Endometriosis affects 1.5 million of those assigned female at birth – have you heard of it?
We recently worked with Health Awareness on the 2019 Managing Pain campaign. A printed publication was enclosed within every copy of the Guardian newspaper and the content is available online here. The campaign featured exclusive content from key thought leaders including Endometriosis UK CEO Emma Cox about living with chronic pain on a daily basis. The article is also below:
Have you heard of endometriosis? Symptoms include chronic pelvic pain, painful bowel movements and painful sex. It’s suffered by 10% of women and those assigned female at birth, and the chances are you know someone with the disease. Yet 74% of men don’t know what endometriosis is, nor do 62% of young women, despite the fact it can be active from puberty to menopause.
For too long, menstrual health conditions like endometriosis have been swept under the carpet, labeled “women’s problems” and not talked about. The chronic, sometimes debilitating pain that many with endometriosis experience cannot be ignored any longer. Those in severe pain, vomiting or passing out due to pain, should not be told it’s ‘normal’ period pain, they’ve got a low pain threshold, or they’ll grow out of it.
Endometriosis is a condition where cells similar to the ones in the lining of the womb grow elsewhere in the body, usually within the pelvic cavity. Each month these cells react to the menstrual cycle in the same way as those lining the womb, building up and then breaking down and bleeding. However, this blood has no way to escape. This leads to inflammation, pain, and the formation of scar tissue (adhesions). Symptoms experienced vary from person to person, depending on where the endometriosis grows. If you have one or more of the following, you could have endometriosis:
- chronic, severe pelvic pain
- painful periods
- painful sex
- bowel and/or bladder problems
- difficulty getting pregnant.
Many experience period pain, but if you have pelvic pain that is interfering with your everyday life, it’s best to see a doctor. Although services have been disrupted due to the outbreak of COVID-19, GP surgeries are still open for business and you can call your surgery to find how you can access their support. In preparation for your GP appointment, keep a pain and symptoms diary so you can easily explain what you’re experiencing. Endometriosis symptoms overlap with those of other conditions and having a diary of what you’re experiencing, and when, can help doctors recognise what’s going on.

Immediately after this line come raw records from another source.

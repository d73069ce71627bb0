//! Immediate-mode sink: a fresh triangle list every frame
//!
//! The output is a plain `Vertex` slice in screen pixels, ready to be cast
//! with `bytemuck` and uploaded by whatever GPU or software backend hosts it.

use glam::Vec2;

use super::parallax::{Parallax, ROAD_TILE_WIDTH};
use super::shapes;
use super::vertex::{Vertex, colors};
use super::{Frame, RenderSink};
use crate::consts::{ROAD_HEIGHT, SCREEN_HEIGHT, SCREEN_WIDTH};
use crate::sim::{Rect, RoundPhase};

/// Celestial body position (top right)
const SKY_BODY: Vec2 = Vec2::new(SCREEN_WIDTH - 120.0, 90.0);

#[derive(Debug)]
pub struct VertexBatch {
    vertices: Vec<Vertex>,
    parallax: Parallax,
    screen: Vec2,
    ground_y: f32,
    last_tick: Option<u64>,
    frames: u64,
}

impl VertexBatch {
    pub fn new(ground_y: f32) -> Self {
        Self {
            vertices: Vec::with_capacity(4096),
            parallax: Parallax::new(SCREEN_WIDTH),
            screen: Vec2::new(SCREEN_WIDTH, SCREEN_HEIGHT),
            ground_y,
            last_tick: None,
            frames: 0,
        }
    }

    pub fn vertices(&self) -> &[Vertex] {
        &self.vertices
    }

    /// Raw bytes for a vertex buffer upload
    pub fn as_bytes(&self) -> &[u8] {
        bytemuck::cast_slice(&self.vertices)
    }

    pub fn frames(&self) -> u64 {
        self.frames
    }

    pub fn parallax(&self) -> &Parallax {
        &self.parallax
    }

    fn draw_sky(&mut self, night: bool) {
        let sky = if night { colors::SKY_NIGHT } else { colors::SKY_DAY };
        let layer = self.parallax.background;
        let height = self.ground_y;
        // Two copies of the backdrop cover the wrap seam
        self.vertices
            .extend(shapes::rect(&Rect::new(layer.offset, 0.0, layer.width, height), sky));
        self.vertices.extend(shapes::rect(
            &Rect::new(layer.offset + layer.width, 0.0, layer.width, height),
            sky,
        ));

        if night {
            self.vertices
                .extend(shapes::circle(SKY_BODY, 32.0, colors::MOON, 32));
            self.vertices.extend(shapes::circle(
                SKY_BODY + Vec2::new(10.0, 0.0),
                24.0,
                colors::MOON_SHADOW,
                32,
            ));
        } else {
            self.vertices
                .extend(shapes::circle(SKY_BODY, 38.0, colors::SUN, 32));
            self.vertices
                .extend(shapes::circle(SKY_BODY, 28.0, colors::SUN_CORE, 32));
        }
    }

    fn draw_road(&mut self) {
        self.vertices.extend(shapes::tiled_strip(
            self.parallax.road.offset,
            ROAD_TILE_WIDTH,
            self.ground_y,
            ROAD_HEIGHT,
            self.screen.x,
            colors::ROAD,
            colors::ROAD_SEAM,
        ));
        // Shadow line just above the road
        self.vertices.extend(shapes::rect(
            &Rect::new(0.0, self.ground_y - 8.0, self.screen.x, 8.0),
            colors::ROAD_SHADOW,
        ));
    }
}

impl RenderSink for VertexBatch {
    fn present(&mut self, frame: &Frame<'_>) {
        let s = frame.snapshot;
        if s.phase == RoundPhase::Running && self.last_tick != Some(s.tick) {
            self.parallax.advance(s.speed);
        }
        self.last_tick = Some(s.tick);
        self.frames += 1;

        self.vertices.clear();
        self.draw_sky(s.night_mode);
        self.draw_road();

        for obstacle in &s.obstacles {
            self.vertices
                .extend(shapes::rect(&obstacle.rect, colors::STONE));
        }

        if frame.placeholder_player {
            self.vertices.extend(shapes::ellipse(
                s.player.center(),
                s.player.size / 2.0,
                colors::PLAYER,
                24,
            ));
        } else {
            self.vertices
                .extend(shapes::rect(&s.player, colors::PLAYER));
        }

        if s.phase == RoundPhase::Ended {
            self.vertices.extend(shapes::rect(
                &Rect::new(0.0, 0.0, self.screen.x, self.screen.y),
                colors::GAME_OVER_TINT,
            ));
        }
    }
}
//! Collision shapes: axis-aligned rectangles and per-pixel opacity masks
//!
//! Screen space: origin top-left, y grows downward.

use glam::Vec2;
use serde::{Deserialize, Serialize};

/// Axis-aligned rectangle (top-left corner + size)
#[derive(Debug, Clone, Copy, PartialEq, Serialize, Deserialize)]
pub struct Rect {
    pub pos: Vec2,
    pub size: Vec2,
}

impl Rect {
    pub fn new(x: f32, y: f32, w: f32, h: f32) -> Self {
        Self {
            pos: Vec2::new(x, y),
            size: Vec2::new(w, h),
        }
    }

    /// Rectangle whose bottom edge is centred on `(center_x, bottom)`
    pub fn from_midbottom(center_x: f32, bottom: f32, size: Vec2) -> Self {
        Self {
            pos: Vec2::new(center_x - size.x / 2.0, bottom - size.y),
            size,
        }
    }

    #[inline]
    pub fn left(&self) -> f32 {
        self.pos.x
    }

    #[inline]
    pub fn right(&self) -> f32 {
        self.pos.x + self.size.x
    }

    #[inline]
    pub fn top(&self) -> f32 {
        self.pos.y
    }

    #[inline]
    pub fn bottom(&self) -> f32 {
        self.pos.y + self.size.y
    }

    pub fn center(&self) -> Vec2 {
        self.pos + self.size / 2.0
    }

    /// Strict overlap test; touching edges do not intersect
    pub fn intersects(&self, other: &Rect) -> bool {
        self.left() < other.right()
            && self.right() > other.left()
            && self.top() < other.bottom()
            && self.bottom() > other.top()
    }
}

/// Opaque-pixel mask of a sprite at its declared on-screen size
#[derive(Debug, Clone, PartialEq, Eq, Serialize, Deserialize)]
pub struct Mask {
    width: u32,
    height: u32,
    /// Row-major opacity bits
    bits: Vec<bool>,
}

impl Mask {
    /// Fully opaque mask (behaves like the bounding box)
    pub fn filled(width: u32, height: u32) -> Self {
        Self {
            width,
            height,
            bits: vec![true; (width * height) as usize],
        }
    }

    /// Build from row-major bits; `None` if the length doesn't match
    pub fn from_bits(width: u32, height: u32, bits: Vec<bool>) -> Option<Self> {
        (bits.len() == (width * height) as usize).then_some(Self {
            width,
            height,
            bits,
        })
    }

    /// Build from RGBA8 pixels, treating alpha above `threshold` as opaque
    pub fn from_rgba(width: u32, height: u32, rgba: &[u8], threshold: u8) -> Option<Self> {
        if rgba.len() != (width * height * 4) as usize {
            return None;
        }
        let bits = rgba.chunks_exact(4).map(|px| px[3] > threshold).collect();
        Some(Self {
            width,
            height,
            bits,
        })
    }

    /// Parse the text mask format: one line per row, `#` opaque, `.` transparent
    pub fn parse(text: &str) -> Result<Self, String> {
        let rows: Vec<&str> = text
            .lines()
            .map(str::trim_end)
            .filter(|l| !l.is_empty())
            .collect();
        let Some(first) = rows.first() else {
            return Err("mask has no rows".to_string());
        };
        let width = first.chars().count();

        let mut bits = Vec::with_capacity(width * rows.len());
        for (y, row) in rows.iter().enumerate() {
            if row.chars().count() != width {
                return Err(format!("row {} has a different width", y));
            }
            for c in row.chars() {
                match c {
                    '#' => bits.push(true),
                    '.' => bits.push(false),
                    other => return Err(format!("unexpected character {:?} in row {}", other, y)),
                }
            }
        }

        Ok(Self {
            width: width as u32,
            height: rows.len() as u32,
            bits,
        })
    }

    pub fn width(&self) -> u32 {
        self.width
    }

    pub fn height(&self) -> u32 {
        self.height
    }

    #[inline]
    pub fn get(&self, x: u32, y: u32) -> bool {
        x < self.width && y < self.height && self.bits[(y * self.width + x) as usize]
    }

    /// Nearest-neighbour resample to a new size (sprites are scaled to their declared size)
    pub fn resized(&self, width: u32, height: u32) -> Self {
        if width == self.width && height == self.height {
            return self.clone();
        }
        let mut bits = Vec::with_capacity((width * height) as usize);
        for y in 0..height {
            let sy = (y as u64 * self.height as u64 / height.max(1) as u64) as u32;
            for x in 0..width {
                let sx = (x as u64 * self.width as u64 / width.max(1) as u64) as u32;
                bits.push(self.get(sx, sy));
            }
        }
        Self {
            width,
            height,
            bits,
        }
    }

    /// Do any opaque pixels overlap when `other`'s top-left sits at `offset` from ours?
    pub fn overlaps(&self, other: &Mask, offset: (i32, i32)) -> bool {
        let (dx, dy) = offset;
        let x_start = dx.max(0);
        let y_start = dy.max(0);
        let x_end = (self.width as i32).min(dx + other.width as i32);
        let y_end = (self.height as i32).min(dy + other.height as i32);

        for y in y_start..y_end {
            for x in x_start..x_end {
                if self.get(x as u32, y as u32) && other.get((x - dx) as u32, (y - dy) as u32) {
                    return true;
                }
            }
        }
        false
    }
}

Diagnosis takes an average of 7.5 years in the UK. This is due to a combination of people with endometriosis thinking the level of pain they are enduring is normal, menstrual issues considered taboo or embarrassing, and symptoms not always being picked up even when help is sought. During this time, pain management is rarely offered. We all have a role in turning this around. By being prepared to talk about menstrual wellbeing we can help break the taboo and support those suffering with endometriosis.